Last December in Bonn, Afghanistan chaired and Germany hosted an international conference on “Afghanistan and the International Community: From Transition to the Transformation Decade.” Eighty-five countries and 15 international organizations participated in the Conference to celebrate their shared 10-year achievements, and to recommit to consolidating and sustaining these achievements beyond 2014 into a decade of transformation until 2024.
With the exception of Pakistan, the 100 countries and international organizations in the region and beyond recognized that “the main threat to Afghanistan’s security and stability is terrorism and that this threat also endangers regional and global peace and security.” They further recognized “the regional dimensions of terrorism and extremism, including terrorist safe havens, and emphasized the need for sincere and result-oriented regional cooperation towards a region free from terrorism in order to secure Afghanistan and safeguard [their] common security against the terrorist threat.”
To implement this and their other commitments in the areas of governance, socio-economic development, Afghan-led peace process, and regional cooperation, they reaffirmed their long-term support, both in civil and military terms, for the implementation of the objectives of the 2010 London Communiqué and the Kabul Process and its related National Priority Programs, based on the prioritized requirements of the Afghanistan National Development Strategy.
Consequently, consistent with the Transition and Kabul processes, which complement one another towards sustainable stabilization and development of Afghanistan, the international community agreed to:
1. Provide support for the training and equipping of Afghan national security forces, as well as financing and developing their capabilities beyond 2014. International security assistance for Afghanistan will be defined with a clear funded plan at the upcoming NATO Summit in Chicago on May 20-21, 2012;
2. Phase out all Provincial Reconstruction Teams, as well as dissolving any structures that duplicate the functions and authority of the Afghan government at the national and sub-national levels;
3. Accelerate provision of on-budget assistance and off-budget alignment of aid with Afghanistan’s National Priority Programs, as recommended by and agreed to in the Kabul Communiqué. In July, Japan will host a ministerial conference in Tokyo to address Afghanistan’s strategy for sustainable development, including aid effectiveness and regional economic cooperation;
4. Endorse Afghanistan’s vision for building strong, sustainable bilateral and multilateral relationships with its near and extended neighbors.

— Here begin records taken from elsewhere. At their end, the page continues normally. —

use std::path::Path;

use clap::{value_parser, Arg, ArgAction, Command};
use karel::checking;
use karel::language::{Settings, DEFAULT_MAX_DIAGNOSTICS};
use tracing::debug;
use tracing_subscriber::EnvFilter;

mod editor;
mod problem;

fn main() {
    const VERSION: &str = concat!("v", env!("CARGO_PKG_VERSION"));

    // stdout belongs to the protocol when running as a language server, so
    // logging always goes to stderr.
    tracing_subscriber::fmt()
        .with_writer(std::io::stderr)
        .with_env_filter(
            EnvFilter::try_from_default_env().unwrap_or_else(|_| EnvFilter::new("warn")),
        )
        .init();

    let matches = Command::new("karel")
        .version(VERSION)
        .propagate_version(true)
        .about("Validator and language server for the Karel robot language.")
        .disable_help_subcommand(true)
        .subcommand(
            Command::new("check")
                .about("Check the given program for illegal characters and bad procedure calls")
                .arg(
                    Arg::new("max")
                        .long("max")
                        .value_parser(value_parser!(usize))
                        .default_value("1000")
                        .help("The maximum number of problems to report in each category."),
                )
                .arg(
                    Arg::new("concise")
                        .long("concise")
                        .action(ArgAction::SetTrue)
                        .help("Report each problem on a single line."),
                )
                .arg(
                    Arg::new("filename")
                        .required(true)
                        .help("The file containing the Karel program you want to check."),
                ),
        )
        .subcommand(
            Command::new("language")
                .about("Run the Karel Language Server on stdin and stdout"),
        )
        .get_matches();

    match matches.subcommand() {
        Some(("check", submatches)) => {
            let filename = match submatches.get_one::<String>("filename") {
                Some(filename) => Path::new(filename),
                None => {
                    eprintln!("A filename is required.");
                    std::process::exit(2);
                }
            };
            let limit = submatches
                .get_one::<usize>("max")
                .copied()
                .unwrap_or(DEFAULT_MAX_DIAGNOSTICS);
            let concise = submatches.get_flag("concise");

            std::process::exit(check(filename, limit, concise));
        }
        Some(("language", _)) => {
            if let Err(error) = editor::run_language_server() {
                eprintln!("{}", error);
                std::process::exit(1);
            }
        }
        Some(_) => {
            println!("No valid subcommand was used")
        }
        None => {
            println!("usage: karel [COMMAND] ...");
            println!("Try '--help' for more information.");
        }
    }
}

/// Validate a file from disk and print whatever problems were found,
/// returning the exit code.
fn check(filename: &Path, limit: usize, concise: bool) -> i32 {
    debug!("Checking {}", filename.display());

    let content = match checking::load(filename) {
        Ok(content) => content,
        Err(error) => {
            eprintln!("{}", problem::concise_loading_error(&error));
            return 1;
        }
    };

    let report = checking::validate(&content, Settings::with_limit(limit));

    for issue in &report.problems {
        if concise {
            println!("{}", problem::concise_problem(issue, filename, &content));
        } else {
            println!("{}\n", problem::full_problem(issue, filename, &content));
        }
    }

    if report
        .problems
        .is_empty()
    {
        0
    } else {
        1
    }
}
use karel::checking::Problem;

/// Generate problem and detail messages for validation problems
pub fn generate_error_message(problem: &Problem) -> (String, String) {
    let details = match problem {
        Problem::IllegalCharacter(_, c) => format!(
            r#"
The character '{}' is not part of the Karel language. Programs are written
with ASCII letters and digits, whitespace, and the symbols

    ;  (  )  _  /  *  &  !  |  {{  }}
            "#,
            c.escape_default()
        ),
        Problem::AlreadyDefined(_, name) => format!(
            r#"
A procedure named '{}' was declared earlier in this program. The first
declaration is the one that counts; give this one a different name.
            "#,
            name
        ),
        Problem::ReservedWord(_, name) => format!(
            r#"
'{}' is one of Karel's built-in instructions or keywords, so it can't be
used as the name of a new procedure.
            "#,
            name
        ),
        Problem::UnexpectedParameter(_, name) => format!(
            r#"
The procedure '{}' was declared without a parameter, so it must be
called with empty parentheses:

    {}();
            "#,
            name, name
        ),
        Problem::MissingParameter(_, name) => format!(
            r#"
The procedure '{}' was declared with a parameter, so a value must be
supplied when calling it, for example:

    {}(5);
            "#,
            name, name
        ),
        Problem::InstructionParameter(_, name) => format!(
            r#"
Built-in instructions like '{}' never take a parameter. Call it with empty
parentheses:

    {}();
            "#,
            name, name
        ),
        Problem::TooManyParameters(_, name) => format!(
            r#"
Karel procedures accept at most one parameter, but '{}' is being called
with several. Pass a single value.
            "#,
            name
        ),
        Problem::Undeclared(_, name) => format!(
            r#"
There is no procedure named '{}'. Declare it before using it:

    void {}() {{
        ...
    }}
            "#,
            name, name
        ),
    };

    (
        problem.message(),
        details
            .trim_ascii()
            .to_string(),
    )
}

It was agreed that such relationships should end external interference, reinforce the principles of good neighborly relations, non-interference and sovereignty, and further Afghanistan’s economic into the region.
Moreover, the consensus that emerged in the Istanbul Process on Regional Security and Cooperation for a Secure and Stable Afghanistan last November is noteworthy. The 13 “Heart of Asia” countries, including Afghanistan’s immediate and extended neighbors, reaffirmed the commitments enshrined in the 2002 Kabul Declaration of Good Neighborly Relations, under which Afghanistan’s six neighbors agreed to non-interference in the Afghan affairs. The “Heart of Asia” states agreed that the implementation of the Kabul Declaration requires:
1. Resolutely combating and eliminating terrorism in all its forms and manifestations and violent extremism, and preventing safe havens for terrorist and terrorism in the region;
2. Dismantling terrorist sanctuaries and safe havens, disrupting all financial and tactical support for terrorism;
3. Acknowledging that terrorism poses a threat to international peace and security, as well as a common challenge to our societies, to the region, and that it can only be addressed through the concerted efforts of all countries.
In addition, the “Heart of Asia” countries agreed with and declared their support for an Afghan-led and Afghan-owned peace process, complying with the conditions set forth by the Afghan government and people, in accordance with the Afghan constitution and their obligations under international law. And for the long-term institutionalization of peace and governance in Afghanistan, they extended their full support for transition to the Afghan responsibility under the holistic, “whole of government” approach of the “Kabul Process.”
In effect, they identified and committed to utilization of the “Kabul Process” as a coordination mechanism through which to implement their commitments. They also identified a number of regional mechanisms, through which to work on and address issues of common concern and interest to the region, particularly combating terrorism and drugs, as well as promoting economic and cultural cooperation. Those regional mechanisms, most of which remain under-utilized due to a lack of political will, include the Organization for Islamic Countries, the Shanghai Cooperation Organization, and the South Asian Association for Regional Cooperation, the Regional Economic Cooperation Conference on Afghanistan, the Economic Cooperation Organization, and others.
Despite the pledges of support at the two conferences, Afghans remain concerned about ensuring that the key objectives of these and other international conferences on Afghanistan, which preceded them since 2001, are actually implemented. Indeed, the last thing Afghanistan needs is more talk without effective action by all stakeholders. This has already sent the wrong message to transnational terrorists, extremists and drug-traffickers, as well as their supporters in the region and beyond that the international community is unable or unwilling to deliver on the promise of institutionalized peace in Afghanistan.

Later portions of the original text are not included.